Stored data entries
//! Character classes used by the scanner.

use unicode_xid::UnicodeXID;

pub const LINE_FEED: char = '\n';
pub const CARRIAGE_RETURN: char = '\r';
pub const DOUBLE_QUOTE: char = '"';
pub const SINGLE_QUOTE: char = '\'';
pub const BACKTICK: char = '`';
pub const BACKSLASH: char = '\\';
pub const DOLLAR_SIGN: char = '$';
pub const OPEN_BRACE: char = '{';

/// Characters that end a line and can trigger semicolon insertion.
#[inline]
pub fn is_line_break(ch: char) -> bool {
    ch == LINE_FEED || ch == CARRIAGE_RETURN
}

/// Whitespace that is skipped without affecting statement boundaries.
#[inline]
pub fn is_white_space_single_line(ch: char) -> bool {
    matches!(
        ch,
        ' ' | '\t'
            | '\u{000B}' // vertical tab
            | '\u{000C}' // form feed
            | '\u{00A0}' // no-break space
            | '\u{1680}'
            | '\u{2000}'..='\u{200A}'
            | '\u{2028}'
            | '\u{2029}'
            | '\u{202F}'
            | '\u{205F}'
            | '\u{3000}'
            | '\u{FEFF}' // BOM
    )
}

#[inline]
pub fn is_digit(ch: char) -> bool {
    ch.is_ascii_digit()
}

/// Identifier start. Non-ASCII characters only qualify when `unicode` is set.
#[inline]
pub fn is_identifier_start(ch: char, unicode: bool) -> bool {
    ch.is_ascii_alphabetic()
        || ch == '_'
        || ch == DOLLAR_SIGN
        || (unicode && !ch.is_ascii() && UnicodeXID::is_xid_start(ch))
}

#[inline]
pub fn is_identifier_part(ch: char, unicode: bool) -> bool {
    ch.is_ascii_alphanumeric()
        || ch == '_'
        || ch == DOLLAR_SIGN
        || (unicode && !ch.is_ascii() && UnicodeXID::is_xid_continue(ch))
}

**Activity:** Please print the records above exactly from their first line. End with the line containing "pub const DOLLAR_SIGN: char = '$';", and include it.

**Written response:**
//! Character classes used by the scanner.

use unicode_xid::UnicodeXID;

pub const LINE_FEED: char = '\n';
pub const CARRIAGE_RETURN: char = '\r';
pub const DOUBLE_QUOTE: char = '"';
pub const SINGLE_QUOTE: char = '\'';
pub const BACKTICK: char = '`';
pub const BACKSLASH: char = '\\';
pub const DOLLAR_SIGN: char = '$';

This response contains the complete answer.